Handy

*freud* herrscht

SMS verändert die Kommunikation. Vor allem Junge nutzen die Kurznachrichten in einer neuen Sprache.

Von Serge Hediger

Sie treiben es ungeniert im Zug und hemmungslos im Restaurant. Sie ............ es heimlich unter der Schulbank und öffentlich mitten auf der Strasse. Die einen schaffens mit links und flinkem Daumen, andere brauchen beide Hände. Sie sind konzentriert und schnell. Was aber machen die bloss? Sie kommunizieren, doch sie ............ kein einziges Wort.

Wer sich heute etwas zu sagen hat, schreibt. Er tippt die Worte kurz in einer speziellen Sprache ins Handy. SMS - Short Message Service, englisch für Kurzmitteilungsdienst - heisst das neue Medium zum Zweck. Und so viel zu sagen hatten sich die Menschen noch nie. Vor allem Jugendliche im Alter zwischen 15 und 25 Jahren.
Jeden Tag werden in der Schweiz rund vier Millionen Kurznachrichten über Mobiltelefone ............ . Über zwei Millionen allein auf dem Netz der Swisscom - dreimal mehr als noch vor einem Jahr. Die Beliebtheit wächst weltweit: Neun Milliarden SMS-Botschaften ............ im vergangenen September versandt, im Dezember werden es zehn Milliarden sein.

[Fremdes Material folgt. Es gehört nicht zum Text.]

//! Desktop notifications on song change.

use std::collections::HashMap;

use async_trait::async_trait;
use futures_util::StreamExt;
use serde::{Deserialize, Serialize};
use tokio::sync::broadcast::error::RecvError;
use tokio::task::JoinHandle;
use tracing::{debug, warn};
use zbus::zvariant::Value;

use radiola_core::platform::APP_ID;
use radiola_core::protocol::Song;
use radiola_core::settings::SettingsHandle;

use crate::plugin::{Plugin, PluginContext, PluginError, PrefItem, PrefValue};
use crate::window::{Window, WindowEvent};

#[zbus::proxy(
    interface = "org.freedesktop.Notifications",
    default_service = "org.freedesktop.Notifications",
    default_path = "/org/freedesktop/Notifications"
)]
trait Notifications {
    fn get_capabilities(&self) -> zbus::Result<Vec<String>>;

    fn get_server_information(&self) -> zbus::Result<(String, String, String, String)>;

    #[allow(clippy::too_many_arguments)]
    fn notify(
        &self,
        app_name: &str,
        replaces_id: u32,
        app_icon: &str,
        summary: &str,
        body: &str,
        actions: &[&str],
        hints: HashMap<&str, Value<'_>>,
        expire_timeout: i32,
    ) -> zbus::Result<u32>;

    #[zbus(signal)]
    fn notification_closed(&self, id: u32, reason: u32) -> zbus::Result<()>;

    #[zbus(signal)]
    fn action_invoked(&self, id: u32, action_key: String) -> zbus::Result<()>;
}

const PAUSE_ACTION: &str = "media-playback-pause";
const PLAY_ACTION: &str = "media-playback-start";
const SKIP_ACTION: &str = "media-skip-forward";

#[derive(Debug, Clone, Copy, PartialEq, Serialize, Deserialize)]
#[serde(default)]
pub struct NotifyPrefs {
    pub actions: bool,
    #[serde(rename = "action-icons")]
    pub action_icons: bool,
    pub persistence: bool,
}

impl Default for NotifyPrefs {
    fn default() -> Self {
        Self {
            actions: true,
            action_icons: true,
            persistence: true,
        }
    }
}

/// What the notification server told us about itself.
#[derive(Debug, Clone, Default)]
struct Server {
    caps: Vec<String>,
}

impl Server {
    fn has(&self, cap: &str) -> bool {
        self.caps.iter().any(|c| c == cap)
    }
}

pub struct NotifyPlugin {
    window: Window,
    proxy: Option<NotificationsProxy<'static>>,
    server: Server,
    task: Option<JoinHandle<()>>,
}

impl NotifyPlugin {
    pub fn create(ctx: &PluginContext) -> Box<dyn Plugin> {
        Box::new(Self {
            window: ctx.window.clone(),
            proxy: None,
            server: Server::default(),
            task: None,
        })
    }
}

async fn connect() -> zbus::Result<NotificationsProxy<'static>> {
    let conn = zbus::Connection::session().await?;
    NotificationsProxy::new(&conn).await
}

#[async_trait]
impl Plugin for NotifyPlugin {
    fn name(&self) -> &'static str {
        "notify"
    }

    fn description(&self) -> &'static str {
        "Shows notifications on song change"
    }

    async fn prepare(&mut self, _settings: &SettingsHandle) -> Result<(), PluginError> {
        let proxy = match connect().await {
            Ok(p) => p,
            Err(e) => {
                warn!("Notification server not found: {}", e);
                return Err(PluginError::Unavailable("Notification server not found".into()));
            }
        };
        let caps = match proxy.get_capabilities().await {
            Ok(caps) => caps,
            Err(e) => {
                warn!("Notification server not found: {}", e);
                return Err(PluginError::Unavailable("Notification server not found".into()));
            }
        };
        if let Ok((name, vendor, version, spec_version)) = proxy.get_server_information().await {
            debug!(
                "Notification Server Information: name={} vendor={} version={} spec={}",
                name, vendor, version, spec_version
            );
        }
        debug!("Notification Server Capabilities: {}", caps.join(", "));

        self.server = Server { caps };
        self.proxy = Some(proxy);
        Ok(())
    }

    async fn enable(&mut self, settings: &SettingsHandle) -> anyhow::Result<()> {
        let Some(proxy) = self.proxy.clone() else {
            return Ok(());
        };
        let mut closed = proxy.receive_notification_closed().await?;
        let mut invoked = proxy.receive_action_invoked().await?;
        let mut events = self.window.subscribe();
        let window = self.window.clone();
        let server = self.server.clone();
        let settings = settings.clone();

        self.task = Some(tokio::spawn(async move {
            let mut last_id = 0u32;
            loop {
                tokio::select! {
                    evt = events.recv() => match evt {
                        Ok(WindowEvent::SongChanged(song)) => {
                            last_id = show(&proxy, &window, &server, &settings, Some(song), None, last_id).await;
                        }
                        Ok(WindowEvent::UserChangedPlayState { playing }) => {
                            // the core reports the new state later; trust the event
                            last_id = show(&proxy, &window, &server, &settings, None, Some(playing), last_id).await;
                        }
                        Ok(_) | Err(RecvError::Lagged(_)) => {}
                        Err(RecvError::Closed) => break,
                    },
                    Some(signal) = closed.next() => {
                        if let Ok(args) = signal.args() {
                            debug!("{}", close_reason(*args.reason()));
                        }
                    }
                    Some(signal) = invoked.next() => {
                        let Ok(args) = signal.args() else { continue };
                        debug!("Notification action invoked: {}", args.action_key());
                        if *args.id() != last_id {
                            continue;
                        }
                        if args.action_key().starts_with(SKIP_ACTION) {
                            window.next_song().await;
                        } else {
                            window.playpause_notify().await;
                        }
                    }
                }
            }
        }));
        Ok(())
    }

    async fn disable(&mut self) -> anyhow::Result<()> {
        if let Some(task) = self.task.take() {
            task.abort();
        }
        Ok(())
    }

    fn preferences(&self, settings: &SettingsHandle) -> Option<Vec<PrefItem>> {
        let prefs: NotifyPrefs = settings.load_data();
        let items: Vec<PrefItem> = [
            ("action-icons", "Icons in notification action buttons", prefs.action_icons),
            ("actions", "Action buttons in notifications", prefs.actions),
            ("persistence", "Notifications are retained until closed", prefs.persistence),
        ]
        .into_iter()
        .filter(|(key, _, _)| self.server.has(key))
        .map(|(key, label, value)| PrefItem::toggle(key, label, value))
        .collect();
        (!items.is_empty()).then_some(items)
    }

    fn set_preference(
        &mut self,
        settings: &SettingsHandle,
        key: &str,
        value: PrefValue,
    ) -> anyhow::Result<()> {
        let PrefValue::Bool(value) = value else {
            return Ok(());
        };
        let mut prefs: NotifyPrefs = settings.load_data();
        match key {
            "actions" => prefs.actions = value,
            "action-icons" => prefs.action_icons = value,
            "persistence" => prefs.persistence = value,
            _ => return Ok(()),
        }
        settings.store_data(&prefs)
    }

    fn reset_preferences(&mut self, settings: &SettingsHandle) -> anyhow::Result<()> {
        settings.store_data(&NotifyPrefs::default())
    }
}

/// What a notification shows.
struct Notice {
    song: Song,
    actions: Vec<(String, String)>,
}

/// `None` while the window has focus or nothing is playing.  `playing`
/// overrides the state read from the window.
async fn compose(
    window: &Window,
    server: &Server,
    prefs: &NotifyPrefs,
    song: Option<Song>,
    playing: Option<bool>,
) -> Option<Notice> {
    if window.is_active() {
        return None;
    }
    let song = match song {
        Some(s) => s,
        None => window.current_song().await?,
    };
    let actions = if server.has("actions") && prefs.actions {
        let playing = match playing {
            Some(p) => p,
            None => window.playing().await,
        };
        notification_actions(playing, is_rtl_locale())
    } else {
        Vec::new()
    };
    Some(Notice { song, actions })
}

/// Show (or replace) the notification; returns the id to replace next time.
async fn show(
    proxy: &NotificationsProxy<'static>,
    window: &Window,
    server: &Server,
    settings: &SettingsHandle,
    song: Option<Song>,
    playing: Option<bool>,
    last_id: u32,
) -> u32 {
    let prefs: NotifyPrefs = settings.load_data();
    let Some(Notice { song, actions }) = compose(window, server, &prefs, song, playing).await else {
        return last_id;
    };
    let action_refs: Vec<&str> = actions
        .iter()
        .flat_map(|(key, label)| [key.as_str(), label.as_str()])
        .collect();

    let body = notification_body(&song, server.has("body-markup"));
    let icon = song.art_url.as_deref().unwrap_or("audio-x-generic");
    match proxy
        .notify(
            "Radiola",
            last_id,
            icon,
            &song.title,
            &body,
            &action_refs,
            hints(server, &prefs),
            -1,
        )
        .await
    {
        Ok(id) => id,
        Err(e) => {
            warn!("Failed to show notification: {}", e);
            last_id
        }
    }
}

fn hints(server: &Server, prefs: &NotifyPrefs) -> HashMap<&'static str, Value<'static>> {
    let mut hints = HashMap::new();
    hints.insert("desktop-entry", Value::from(APP_ID));
    hints.insert("category", Value::from("x-gnome.music"));
    if server.has("action-icons") && prefs.action_icons {
        hints.insert("action-icons", Value::from(true));
    }
    // persistent servers keep notifications unless told otherwise
    if server.has("persistence") && !prefs.persistence {
        hints.insert("transient", Value::from(true));
    }
    hints
}

pub(crate) fn notification_body(song: &Song, markup: bool) -> String {
    let body = if song.album.is_empty() {
        format!("by {}", song.artist)
    } else {
        format!("by {} from {}", song.artist, song.album)
    };
    if markup {
        escape_markup(&body)
    } else {
        body
    }
}

fn escape_markup(text: &str) -> String {
    text.replace('&', "&amp;")
        .replace('<', "&lt;")
        .replace('>', "&gt;")
}

/// `(key, label)` pairs; keys double as icon names.
pub(crate) fn notification_actions(playing: bool, rtl: bool) -> Vec<(String, String)> {
    let suffix = if rtl { "-rtl" } else { "" };
    let first = if playing {
        (PAUSE_ACTION.to_string(), "Pause".to_string())
    } else {
        (format!("{PLAY_ACTION}{suffix}"), "Play".to_string())
    };
    vec![first, (format!("{SKIP_ACTION}{suffix}"), "Skip".to_string())]
}

fn is_rtl_locale() -> bool {
    let lang = std::env::var("LC_ALL")
        .or_else(|_| std::env::var("LC_MESSAGES"))
        .or_else(|_| std::env::var("LANG"))
        .unwrap_or_default();
    ["ar", "he", "fa", "ur", "yi", "ps"]
        .iter()
        .any(|prefix| lang.starts_with(prefix))
}

fn close_reason(reason: u32) -> &'static str {
    match reason {
        1 => "The notification expired.",
        2 => "The notification was dismissed by the user.",
        3 => "The notification was closed by a call to CloseNotification.",
        _ => "The notification was closed by undefined/reserved reasons.",
    }
}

SMS-Kommunikation ist meist banaler Smalltalk, dafür aber bis zur Unverständlichkeit ............ . Das liest sich dann beispielsweise so: *freud* CU nxt WoEn thx & LieGrü :-0 Übersetzt heisst das: Ich freue mich. Wir sehen uns nächstes Wochenende. Danke und liebe Grüsse. Küsschen. Derartige Kryptografie erscheint häufig auf den Displays der jugendlichen Handy-Benutzer. Beispielsweise bei Sabrina Baumer aus dem zürcherischen Geroldswil: ILYF - «I Love You Forever» ist die Buchstabenfolge, die die Coiffeuse-Lehrtochter am häufigsten ins Handy ............, wenn sie ihrem Freund schreibt.

i. Ergänzen Sie die Lücken im Text :

 verkürzen  tippt  spricht  schreiben
 verschickt  macht  würden  verschüsselt
 tun  reden  wurden  schicken

70 Prozent der Schweizer Bevölkerung besitzen ein Mobiltelefon. SMS war ursprünglich ein kostenloser Zusatzdienst, ein Pager im Handy. Mit dem Kurznachrichten-Boom hat keiner gerechnet. «Was vor wenigen Jahren noch eher eine Randerscheinung gewesen ist, hat sich heute in ein Phänomen des Massenmarkts verwandelt», kommentiert Jim Healy von GSM, dem Verband der weltweit marktführenden Mobiltelefon-Technologie. «In der Welt der drahtlosen Kommunikation stellen wir auf allen Märkten eine Veränderung vom Verbalen zur visuellen Vielheit fest.»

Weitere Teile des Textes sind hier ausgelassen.